**REQUIRED ACTION:**
Find the lines holding the string "StatusReport" in the data, then copy all of them.
- - - - -
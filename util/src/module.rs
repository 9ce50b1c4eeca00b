//! Module interfaces
//!
//! Each cyclic module in `steer_exec` shall implement all the items in this
//! module.

// ---------------------------------------------------------------------------
// IMPORTS
// ---------------------------------------------------------------------------

// Internal imports
use crate::session::Session;

// ---------------------------------------------------------------------------
// MODULE STATE
// ---------------------------------------------------------------------------

/// The module's internal state.
pub trait State: Sized {
    /// Data required during initialisation
    type InitData;
    /// An error which can occur during initialisation.
    type InitError;

    /// Data required for cyclic processing.
    type InputData;
    /// Data produced by cyclic processing.
    type OutputData;
    /// A report on the status of the cyclic processing.
    type StatusReport;
    /// An error which can occur during cyclic processing.
    type ProcError;

    /// Initialise the module.
    ///
    /// # Inputs
    /// - `init_data`: The input data required by the module's initialisation
    /// - `session`: The current session, used for archive locations
    ///
    /// # Outputs
    /// - On success the initialised module.
    /// - On error an `InitError` instance.
    fn init(init_data: Self::InitData, session: &Session)
        -> Result<Self, Self::InitError>;

    /// Main module processing function.
    ///
    /// # Inputs
    /// - `input_data`: The data required for processing by the module.
    ///
    /// # Outputs
    /// - On success a tuple of the output data and status report.
    /// - On error a `ProcError` instance.
    fn proc(&mut self, input_data: &Self::InputData)
        -> Result<(Self::OutputData, Self::StatusReport), Self::ProcError>;
}
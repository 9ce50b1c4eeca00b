//! Lateral control parameters

// ---------------------------------------------------------------------------
// IMPORTS
// ---------------------------------------------------------------------------

// External
use serde::Deserialize;

// Internal
use crate::steer_limit::SteerMaxParams;
use steer_if::tc::lat_ctrl::LqrTuning;

// ---------------------------------------------------------------------------
// DATA STRUCTURES
// ---------------------------------------------------------------------------

/// Parameters for lateral control
#[derive(Deserialize, Debug, Clone)]
pub struct Params {
    /// Period of the control cycle. Fixed for the life of the executable,
    /// tuning replacements keep the period they were loaded with.
    ///
    /// Units: seconds
    pub cycle_period_s: f64,

    /// Controller tuning, gains precomputed offline.
    pub lqr: LqrTuning,

    /// Actuator torque limit as a function of speed.
    pub steer_max: SteerMaxParams
}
- - - - -
**EXERCISE ANSWER:**
    type StatusReport;
        -> Result<(Self::OutputData, Self::StatusReport), Self::ProcError>;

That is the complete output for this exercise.